### Assignment
Each line of the material that mentions the word "foundation" is to be copied.

***** Data extract *****

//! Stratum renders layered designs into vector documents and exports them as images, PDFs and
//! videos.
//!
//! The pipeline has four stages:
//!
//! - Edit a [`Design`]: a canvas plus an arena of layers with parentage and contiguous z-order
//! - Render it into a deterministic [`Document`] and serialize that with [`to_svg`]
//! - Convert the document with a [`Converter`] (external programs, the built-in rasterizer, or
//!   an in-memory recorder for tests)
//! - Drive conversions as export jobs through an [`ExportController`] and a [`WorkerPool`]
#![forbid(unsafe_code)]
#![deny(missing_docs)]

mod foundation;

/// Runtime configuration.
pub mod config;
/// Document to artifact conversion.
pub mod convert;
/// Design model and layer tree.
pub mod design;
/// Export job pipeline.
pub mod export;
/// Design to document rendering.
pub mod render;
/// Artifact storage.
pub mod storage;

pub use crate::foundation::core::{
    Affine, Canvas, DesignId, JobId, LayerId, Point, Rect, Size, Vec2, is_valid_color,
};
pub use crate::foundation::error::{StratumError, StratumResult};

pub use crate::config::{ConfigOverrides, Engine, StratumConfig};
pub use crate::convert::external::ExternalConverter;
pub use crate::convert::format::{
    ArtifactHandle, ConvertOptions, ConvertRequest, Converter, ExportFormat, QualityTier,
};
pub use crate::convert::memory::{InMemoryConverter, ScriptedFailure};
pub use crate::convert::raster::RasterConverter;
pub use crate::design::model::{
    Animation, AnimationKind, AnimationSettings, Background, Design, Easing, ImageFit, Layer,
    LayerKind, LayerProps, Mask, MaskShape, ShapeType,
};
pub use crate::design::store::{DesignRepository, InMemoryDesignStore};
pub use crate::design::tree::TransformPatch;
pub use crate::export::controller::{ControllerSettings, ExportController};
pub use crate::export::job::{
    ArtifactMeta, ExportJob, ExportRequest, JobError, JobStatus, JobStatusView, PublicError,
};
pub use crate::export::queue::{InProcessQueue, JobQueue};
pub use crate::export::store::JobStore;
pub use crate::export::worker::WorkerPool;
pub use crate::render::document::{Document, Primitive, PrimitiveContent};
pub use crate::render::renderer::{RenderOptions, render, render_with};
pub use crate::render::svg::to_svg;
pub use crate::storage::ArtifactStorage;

*****

### Reply to the task
mod foundation;
pub use crate::foundation::core::{
pub use crate::foundation::error::{StratumError, StratumResult};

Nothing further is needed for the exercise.